Engineering culture is an inclusive and safe organizational culture that fosters talent and is driven by sharing and equality to achieve the impossible.
Unicorns, like Microsoft and Google, gave us the example: make knowledge sharing a prominent part of your organization and refresh your leadership style. Shaking up their culture has enabled them and many pioneering product companies to thrive.
Engineering culture is gaining momentum because it offers solutions to some of today’s biggest pain points: slow software delivery, poor process, and product quality, and talent shortage.
Engineering culture has been around for a while. So, in that sense, it’s not a super innovative trend. However, it’s always been quite a technical endeavor and we believe that’s about to change,” says Marcel de Vries, CEO of Xpirit. “Because, as we see it, organizations are increasingly looking for ways to improve operational practices. In other words, learn how to embrace engineering, work in value streams, and improve knowledge sharing.
Engineering Culture on The Rise
Engineering culture emerged as a natural reaction to digital transformation. It makes sense that the initial focus was on becoming a digital company. But with the tech side of this change in place, a growing number of companies now wonder how to go about the human aspects. After all, your people are the ones who really anchor the transformation.
Secondly, the same digital efforts are turning companies into IT companies whose main priority is to deliver software.

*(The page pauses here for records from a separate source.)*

//! Static landing-page copy and the featured-templates strip.

use vivento_api::ApiError;
use vivento_types::Template;

#[derive(Debug, Clone, Copy, PartialEq, Eq)]
pub struct Feature {
    pub title: &'static str,
    pub description: &'static str,
}

pub const FEATURES: [Feature; 6] = [
    Feature {
        title: "Canva Tipli Editor",
        description: "Drag & drop ilə dəvətnamələrinizi asanlıqla dizayn edin.",
    },
    Feature {
        title: "Qonaq İdarəetməsi",
        description: "Qonaqlarınızı əlavə edin, RSVP cavablarını izləyin.",
    },
    Feature {
        title: "Asan Paylaşım",
        description: "WhatsApp və email ilə bir kliklə paylaşın.",
    },
    Feature {
        title: "Mobil Uyğun",
        description: "Bütün cihazlarda mükəmməl görünən dizayn.",
    },
    Feature {
        title: "QR Kod",
        description: "Hər dəvətnamə üçün unikal QR kod.",
    },
    Feature {
        title: "Real-vaxt RSVP",
        description: "Qonaqlarınızdan dərhal cavab alın.",
    },
];

#[derive(Debug, Clone, Copy, PartialEq, Eq)]
pub struct PricingPlan {
    pub name: &'static str,
    /// AZN per month, as displayed.
    pub price: &'static str,
    pub features: &'static [&'static str],
    pub popular: bool,
}

pub const PRICING_PLANS: [PricingPlan; 3] = [
    PricingPlan {
        name: "Pulsuz",
        price: "0",
        features: &[
            "1 tədbir",
            "Maksimum 50 dəvətnamə",
            "Əsas şablonlar",
            "WhatsApp paylaşımı",
        ],
        popular: false,
    },
    PricingPlan {
        name: "Premium",
        price: "9.99",
        features: &[
            "Limitsiz tədbir",
            "Limitsiz dəvətnamə",
            "Premium şablonlar",
            "Email & WhatsApp",
            "QR kod generasiyası",
            "Detallı statistikalar",
        ],
        popular: true,
    },
    PricingPlan {
        name: "VIP",
        price: "19.99",
        features: &[
            "Bütün Premium xüsusiyyətlər",
            "Şəkil və video qalereya",
            "Öz brendinizi əlavə edin",
            "Priority dəstək",
        ],
        popular: false,
    },
];

/// How many templates the landing strip shows.
pub const FEATURED_TEMPLATE_COUNT: usize = 4;

/// Shown until (or instead of, if it fails) the templates fetch.
#[must_use]
pub fn builtin_templates() -> Vec<Template> {
    [
        ("builtin-toy", "Toy dəvətnaməsi", "toy", false),
        ("builtin-nisan", "Nişan mərasimi", "nişan", true),
        ("builtin-dogum", "Doğum günü", "doğum_günü", false),
        ("builtin-korporativ", "Korporativ tədbir", "korporativ", true),
    ]
    .into_iter()
    .map(|(id, name, category, is_premium)| Template {
        id: id.to_string(),
        name: name.to_string(),
        category: category.to_string(),
        thumbnail_url: String::new(),
        is_premium,
    })
    .collect()
}

#[derive(Debug)]
pub struct FeaturedTemplates {
    templates: Vec<Template>,
    from_backend: bool,
}

impl Default for FeaturedTemplates {
    fn default() -> Self {
        Self {
            templates: builtin_templates(),
            from_backend: false,
        }
    }
}

impl FeaturedTemplates {
    #[must_use]
    pub fn templates(&self) -> &[Template] {
        &self.templates
    }

    #[must_use]
    pub fn from_backend(&self) -> bool {
        self.from_backend
    }

    pub fn apply_fetch(&mut self, result: Result<Vec<Template>, ApiError>) {
        match result {
            Ok(templates) if !templates.is_empty() => {
                self.templates = templates
                    .into_iter()
                    .take(FEATURED_TEMPLATE_COUNT)
                    .collect();
                self.from_backend = true;
            }
            Ok(_) => {
                tracing::debug!("Backend has no templates; keeping built-in showcase");
            }
            Err(err) => {
                tracing::warn!("Template fetch failed: {err}");
            }
        }
    }
}
//! TUI rendering for Vivento using ratatui.

mod effects;
mod envelope;
mod forgot_password;
mod input;
mod landing;
mod theme;

pub use effects::{EnvelopePose, ease_out_cubic, envelope_pose, pose_for, scale_rect};
pub use input::{InputPump, apply_key, handle_events};
pub use theme::{EnvelopePalette, Glyphs, Palette, envelope_palette, glyphs, palette, styles};

use ratatui::{
    Frame,
    layout::Rect,
    style::Style,
    text::{Line, Span},
    widgets::{Block, BorderType, Borders, Clear, Paragraph, Wrap},
};
use unicode_width::UnicodeWidthStr;

use vivento_engine::{App, Page, ToastKind};

const TOAST_MAX_WIDTH: u16 = 48;

/// Main draw function
pub fn draw(frame: &mut Frame, app: &App) {
    let options = app.ui_options();
    let palette = palette(options);
    let glyphs = glyphs(options);

    if let Some(sequencer) = app.envelope() {
        envelope::draw_envelope(frame, sequencer, options, &palette, &glyphs);
        return;
    }

    let bg_block = Block::default().style(Style::default().bg(palette.bg_dark));
    frame.render_widget(bg_block, frame.area());

    match app.page() {
        Page::Landing => landing::draw_landing(frame, app, &palette, &glyphs),
        Page::ForgotPassword => {
            forgot_password::draw_forgot_password(frame, app, &palette, &glyphs);
        }
    }

    draw_toasts(frame, app, &palette, &glyphs);
}

/// Stack toasts in the top-right corner, newest at the bottom.
fn draw_toasts(frame: &mut Frame, app: &App, palette: &Palette, glyphs: &Glyphs) {
    let area = frame.area();
    let width = TOAST_MAX_WIDTH.min(area.width.saturating_sub(2));
    if width < 8 {
        return;
    }
    let text_width = usize::from(width.saturating_sub(4)).max(1);
    let mut y = area.y + 1;

    for toast in app.toasts().iter() {
        let (icon, color) = match toast.kind {
            ToastKind::Success => (glyphs.check, palette.success),
            ToastKind::Info => (glyphs.info, palette.accent),
            ToastKind::Error => (glyphs.cross, palette.error),
        };
        let text = format!("{icon} {}", toast.message);
        let rows = text.width().div_ceil(text_width).max(1) as u16;
        let height = rows + 2;
        if y + height > area.bottom() {
            break;
        }
        let rect = Rect {
            x: area.right().saturating_sub(width + 1),
            y,
            width,
            height,
        };
        let widget = Paragraph::new(Line::from(Span::styled(
            text,
            Style::default().fg(palette.text_primary),
        )))
        .wrap(Wrap { trim: true })
        .block(
            Block::default()
                .borders(Borders::ALL)
                .border_type(BorderType::Rounded)
                .border_style(Style::default().fg(color))
                .style(Style::default().bg(palette.bg_highlight)),
        );
        frame.render_widget(Clear, rect);
        frame.render_widget(widget, rect);
        y += height;
    }
}
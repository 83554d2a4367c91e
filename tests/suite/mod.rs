//! Integration test suite modules

mod config;
mod journey;
mod reveal;
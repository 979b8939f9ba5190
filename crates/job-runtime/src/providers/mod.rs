//! Concrete queue backends.

mod memory;
mod redis;

pub use memory::InMemoryJobQueue;
pub use redis::RedisJobQueue;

Migrating to Azure Cloud, implementing DevOps, and working Agile will turn the way you work upside down. Engineering culture captures these elements, helps you get a grip on change, and succeed as a digital newbie,” says De Vries.
How Do You Build an Engineering Culture?
We identified eight pillars that collectively drive the intended change. If you tick these boxes, you’ll be the proud creator of an engineering culture — and ready to reap its benefits: faster and better delivery of higher-quality software.
- State-of-the-art Software Engineering. All you need to cook up incredible software: cloud-native, infrastructure-as-code, observability, resiliency, and more.
- Smooth delivery. Delivery is key. Secure and compliant pipelines ensure repeatability and reduce errors and mistakes.
- Clear Digital Vision. Transform your business by learning about Product Management, Product Vision, Business Strategy, and Enterprise Architecture.
- An Empowering Operating Model. Become the best IT company you can be. Work on creating aligned autonomy, high responsivities, and end-to-end value stream teams.
- Appropriate Continuity. You need to be secure and compliant by default, while increasing the speed of delivery and the stability of your products.
- Epic Work Environment. Build and nurture the cultural aspects of becoming an IT company. Your leadership, mindset, and setup must focus on empowering people.
- Knowledge Driven. Jobs are constantly changing. Make learning part of the company’s DNA. Empower your people to share knowledge and ensure learning is a constant.
- Power through Platforms. Familiarize yourself with ready-to-use solutions like Azure landing zones, Data, and IoT platforms. Don’t waste time.
What Are the Benefits of An Engineering Culture?
In a nutshell, the pillars of an engineering culture promise to accelerate the adoption of new tech, a new way of working, and a new form of leadership.
Suppose you’ve been working on creating an Azure environment, but you’re just not getting anything in production. In that case, building an engineering culture can help remove hurdles and accelerate your delivery lifecycle, for example, by creating close-knit multidisciplinary teams you can trust to develop and deliver something together.
Your organization’s culture is hard to grasp. But if you get it right, a new mindset will empower everyone in your business and accelerate every single process. When your people truly understand what you’re doing and what will make you move faster than ever before, that’s a real game-changer. We believe the eight pillars mentioned earlier sum up what it takes to achieve that,” De Vries concludes.